## PROBLEM
Every line between the top of the data below and the line with "SchedulerConfig, watchlist: Vec<String>)", both ends included, must be retyped exactly.

┄┄┄┄┄┄┄┄┄┄┄┄┄┄┄┄┄┄┄┄

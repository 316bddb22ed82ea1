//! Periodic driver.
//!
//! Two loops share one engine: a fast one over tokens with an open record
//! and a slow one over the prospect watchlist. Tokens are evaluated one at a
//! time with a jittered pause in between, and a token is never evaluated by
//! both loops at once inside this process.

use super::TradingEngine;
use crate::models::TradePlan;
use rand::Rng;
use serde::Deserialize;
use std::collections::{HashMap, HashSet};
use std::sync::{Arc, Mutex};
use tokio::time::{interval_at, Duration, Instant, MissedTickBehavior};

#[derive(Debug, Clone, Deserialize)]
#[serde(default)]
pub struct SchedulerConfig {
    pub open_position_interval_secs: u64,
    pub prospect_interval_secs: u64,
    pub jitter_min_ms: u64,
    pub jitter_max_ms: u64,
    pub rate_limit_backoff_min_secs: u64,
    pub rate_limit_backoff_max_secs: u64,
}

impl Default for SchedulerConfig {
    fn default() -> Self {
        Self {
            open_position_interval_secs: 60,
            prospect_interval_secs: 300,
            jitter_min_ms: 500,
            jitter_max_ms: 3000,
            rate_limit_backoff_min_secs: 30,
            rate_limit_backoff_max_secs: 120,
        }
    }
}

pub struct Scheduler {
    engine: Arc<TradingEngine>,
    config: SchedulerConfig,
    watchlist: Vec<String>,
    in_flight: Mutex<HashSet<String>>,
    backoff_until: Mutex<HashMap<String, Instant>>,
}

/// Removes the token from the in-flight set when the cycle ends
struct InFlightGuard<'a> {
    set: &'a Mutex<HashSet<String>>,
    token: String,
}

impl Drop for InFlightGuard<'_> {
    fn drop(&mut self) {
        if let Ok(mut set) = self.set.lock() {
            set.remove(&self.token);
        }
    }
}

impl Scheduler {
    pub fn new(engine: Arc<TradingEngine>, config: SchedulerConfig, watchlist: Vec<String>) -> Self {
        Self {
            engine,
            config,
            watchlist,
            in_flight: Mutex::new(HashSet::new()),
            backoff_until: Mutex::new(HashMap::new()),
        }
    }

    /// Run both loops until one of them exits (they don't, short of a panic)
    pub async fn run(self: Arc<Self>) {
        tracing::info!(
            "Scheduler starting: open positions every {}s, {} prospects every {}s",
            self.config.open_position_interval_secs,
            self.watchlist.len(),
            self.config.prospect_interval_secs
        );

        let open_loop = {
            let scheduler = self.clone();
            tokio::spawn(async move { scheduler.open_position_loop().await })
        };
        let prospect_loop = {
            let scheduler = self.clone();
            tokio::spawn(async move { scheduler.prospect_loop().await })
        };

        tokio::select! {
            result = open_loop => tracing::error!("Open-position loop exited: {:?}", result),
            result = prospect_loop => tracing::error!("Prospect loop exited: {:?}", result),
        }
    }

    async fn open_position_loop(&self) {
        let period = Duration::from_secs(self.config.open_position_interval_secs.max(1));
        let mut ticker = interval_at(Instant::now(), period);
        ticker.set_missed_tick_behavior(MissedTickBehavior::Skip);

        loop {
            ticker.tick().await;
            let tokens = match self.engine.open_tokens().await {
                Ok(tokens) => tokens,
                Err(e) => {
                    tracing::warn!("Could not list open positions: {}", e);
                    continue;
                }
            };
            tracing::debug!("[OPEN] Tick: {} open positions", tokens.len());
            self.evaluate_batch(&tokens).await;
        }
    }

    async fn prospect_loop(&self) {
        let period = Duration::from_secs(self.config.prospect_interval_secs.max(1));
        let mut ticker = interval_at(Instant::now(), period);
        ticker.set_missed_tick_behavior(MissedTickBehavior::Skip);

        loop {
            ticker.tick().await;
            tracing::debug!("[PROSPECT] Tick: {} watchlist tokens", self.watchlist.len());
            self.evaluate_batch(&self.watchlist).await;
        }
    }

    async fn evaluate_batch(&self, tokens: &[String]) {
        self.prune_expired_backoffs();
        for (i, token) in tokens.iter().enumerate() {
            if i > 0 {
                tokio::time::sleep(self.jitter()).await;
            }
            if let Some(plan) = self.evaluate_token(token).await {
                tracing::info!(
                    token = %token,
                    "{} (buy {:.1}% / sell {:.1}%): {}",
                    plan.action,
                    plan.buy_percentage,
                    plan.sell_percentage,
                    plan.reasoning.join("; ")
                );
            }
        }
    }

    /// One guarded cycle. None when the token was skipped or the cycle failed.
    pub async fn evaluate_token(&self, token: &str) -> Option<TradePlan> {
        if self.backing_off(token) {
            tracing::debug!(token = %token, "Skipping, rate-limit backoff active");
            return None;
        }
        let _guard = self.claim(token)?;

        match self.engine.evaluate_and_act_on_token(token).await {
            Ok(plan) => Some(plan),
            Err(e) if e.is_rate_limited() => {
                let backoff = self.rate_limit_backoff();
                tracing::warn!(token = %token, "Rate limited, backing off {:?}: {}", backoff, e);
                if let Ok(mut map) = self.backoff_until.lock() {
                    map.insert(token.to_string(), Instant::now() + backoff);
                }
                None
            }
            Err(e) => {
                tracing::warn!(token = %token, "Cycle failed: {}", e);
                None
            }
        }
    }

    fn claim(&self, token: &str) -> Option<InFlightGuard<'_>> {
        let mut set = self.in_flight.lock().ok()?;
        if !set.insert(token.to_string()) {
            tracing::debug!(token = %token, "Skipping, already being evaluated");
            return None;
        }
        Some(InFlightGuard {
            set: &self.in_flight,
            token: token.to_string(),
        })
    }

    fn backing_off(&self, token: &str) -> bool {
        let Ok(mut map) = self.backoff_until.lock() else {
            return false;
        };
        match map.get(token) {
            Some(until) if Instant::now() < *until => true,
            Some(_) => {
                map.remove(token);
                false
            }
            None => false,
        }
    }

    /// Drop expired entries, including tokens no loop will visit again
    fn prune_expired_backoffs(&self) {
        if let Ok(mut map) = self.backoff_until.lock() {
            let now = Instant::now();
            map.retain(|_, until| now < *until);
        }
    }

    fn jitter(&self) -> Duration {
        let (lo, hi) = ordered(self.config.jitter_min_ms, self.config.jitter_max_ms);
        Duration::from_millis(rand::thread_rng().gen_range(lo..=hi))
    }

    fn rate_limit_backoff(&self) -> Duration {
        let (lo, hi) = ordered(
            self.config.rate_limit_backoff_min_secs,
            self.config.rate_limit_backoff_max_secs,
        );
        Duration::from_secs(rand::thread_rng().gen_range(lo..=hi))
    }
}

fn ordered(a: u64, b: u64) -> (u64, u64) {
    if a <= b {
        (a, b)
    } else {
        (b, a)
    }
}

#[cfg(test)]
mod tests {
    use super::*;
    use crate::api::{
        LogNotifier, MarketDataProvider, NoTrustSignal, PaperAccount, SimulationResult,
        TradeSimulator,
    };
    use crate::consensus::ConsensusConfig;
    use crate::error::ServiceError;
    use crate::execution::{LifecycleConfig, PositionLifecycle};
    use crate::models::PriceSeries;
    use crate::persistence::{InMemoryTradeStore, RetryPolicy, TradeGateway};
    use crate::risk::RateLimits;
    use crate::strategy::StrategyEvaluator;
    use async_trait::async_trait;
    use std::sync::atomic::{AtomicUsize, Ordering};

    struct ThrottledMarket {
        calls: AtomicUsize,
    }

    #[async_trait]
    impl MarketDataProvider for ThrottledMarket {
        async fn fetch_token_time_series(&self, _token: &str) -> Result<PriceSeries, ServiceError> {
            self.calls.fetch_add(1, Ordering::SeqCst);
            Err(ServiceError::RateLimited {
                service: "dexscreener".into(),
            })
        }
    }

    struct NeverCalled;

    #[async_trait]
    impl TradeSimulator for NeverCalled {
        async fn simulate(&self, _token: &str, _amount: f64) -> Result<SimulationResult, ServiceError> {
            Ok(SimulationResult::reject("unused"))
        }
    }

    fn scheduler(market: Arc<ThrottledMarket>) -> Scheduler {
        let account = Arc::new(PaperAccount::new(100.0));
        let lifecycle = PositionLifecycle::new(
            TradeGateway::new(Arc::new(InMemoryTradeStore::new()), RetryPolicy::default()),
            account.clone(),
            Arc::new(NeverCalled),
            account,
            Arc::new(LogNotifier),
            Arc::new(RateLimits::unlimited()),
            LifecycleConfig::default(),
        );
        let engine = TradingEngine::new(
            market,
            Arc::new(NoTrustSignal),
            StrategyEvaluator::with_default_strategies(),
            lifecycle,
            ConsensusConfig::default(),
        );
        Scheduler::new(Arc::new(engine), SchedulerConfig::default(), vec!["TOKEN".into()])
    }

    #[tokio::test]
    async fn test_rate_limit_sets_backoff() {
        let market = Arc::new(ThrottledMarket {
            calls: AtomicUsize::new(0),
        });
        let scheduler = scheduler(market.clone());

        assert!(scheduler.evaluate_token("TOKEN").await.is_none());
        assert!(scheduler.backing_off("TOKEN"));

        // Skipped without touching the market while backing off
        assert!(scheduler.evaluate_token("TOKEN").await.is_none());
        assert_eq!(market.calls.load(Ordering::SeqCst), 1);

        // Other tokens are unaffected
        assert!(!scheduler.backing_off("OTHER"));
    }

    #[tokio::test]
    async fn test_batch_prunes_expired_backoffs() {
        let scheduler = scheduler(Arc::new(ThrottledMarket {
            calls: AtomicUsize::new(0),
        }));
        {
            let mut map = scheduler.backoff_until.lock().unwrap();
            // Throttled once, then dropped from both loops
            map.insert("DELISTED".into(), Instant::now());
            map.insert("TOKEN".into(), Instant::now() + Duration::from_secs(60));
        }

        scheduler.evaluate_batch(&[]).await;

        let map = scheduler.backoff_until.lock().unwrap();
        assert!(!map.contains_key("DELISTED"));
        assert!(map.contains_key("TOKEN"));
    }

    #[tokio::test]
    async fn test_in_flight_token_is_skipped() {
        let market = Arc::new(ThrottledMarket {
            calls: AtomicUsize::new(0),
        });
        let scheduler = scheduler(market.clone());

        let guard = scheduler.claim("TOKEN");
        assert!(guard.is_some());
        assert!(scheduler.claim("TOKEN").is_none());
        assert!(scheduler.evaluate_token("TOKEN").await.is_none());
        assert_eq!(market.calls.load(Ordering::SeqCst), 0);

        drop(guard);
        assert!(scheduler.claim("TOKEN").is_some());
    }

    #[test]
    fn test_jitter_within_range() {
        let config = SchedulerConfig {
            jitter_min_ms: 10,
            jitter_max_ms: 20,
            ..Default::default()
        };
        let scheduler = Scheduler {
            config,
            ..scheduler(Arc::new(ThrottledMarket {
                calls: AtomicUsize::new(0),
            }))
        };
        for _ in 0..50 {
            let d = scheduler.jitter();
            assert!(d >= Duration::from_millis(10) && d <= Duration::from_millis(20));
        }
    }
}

┄┄┄┄┄┄┄┄┄┄┄┄┄┄┄┄┄┄┄┄

## THE COMPLETED TASK
repository 316bddb22ed82ea1
//! Periodic driver.
//!
//! Two loops share one engine: a fast one over tokens with an open record
//! and a slow one over the prospect watchlist. Tokens are evaluated one at a
//! time with a jittered pause in between, and a token is never evaluated by
//! both loops at once inside this process.

use super::TradingEngine;
use crate::models::TradePlan;
use rand::Rng;
use serde::Deserialize;
use std::collections::{HashMap, HashSet};
use std::sync::{Arc, Mutex};
use tokio::time::{interval_at, Duration, Instant, MissedTickBehavior};

#[derive(Debug, Clone, Deserialize)]
#[serde(default)]
pub struct SchedulerConfig {
    pub open_position_interval_secs: u64,
    pub prospect_interval_secs: u64,
    pub jitter_min_ms: u64,
    pub jitter_max_ms: u64,
    pub rate_limit_backoff_min_secs: u64,
    pub rate_limit_backoff_max_secs: u64,
}

impl Default for SchedulerConfig {
    fn default() -> Self {
        Self {
            open_position_interval_secs: 60,
            prospect_interval_secs: 300,
            jitter_min_ms: 500,
            jitter_max_ms: 3000,
            rate_limit_backoff_min_secs: 30,
            rate_limit_backoff_max_secs: 120,
        }
    }
}

pub struct Scheduler {
    engine: Arc<TradingEngine>,
    config: SchedulerConfig,
    watchlist: Vec<String>,
    in_flight: Mutex<HashSet<String>>,
    backoff_until: Mutex<HashMap<String, Instant>>,
}

/// Removes the token from the in-flight set when the cycle ends
struct InFlightGuard<'a> {
    set: &'a Mutex<HashSet<String>>,
    token: String,
}

impl Drop for InFlightGuard<'_> {
    fn drop(&mut self) {
        if let Ok(mut set) = self.set.lock() {
            set.remove(&self.token);
        }
    }
}

impl Scheduler {
    pub fn new(engine: Arc<TradingEngine>, config: SchedulerConfig, watchlist: Vec<String>) -> Self {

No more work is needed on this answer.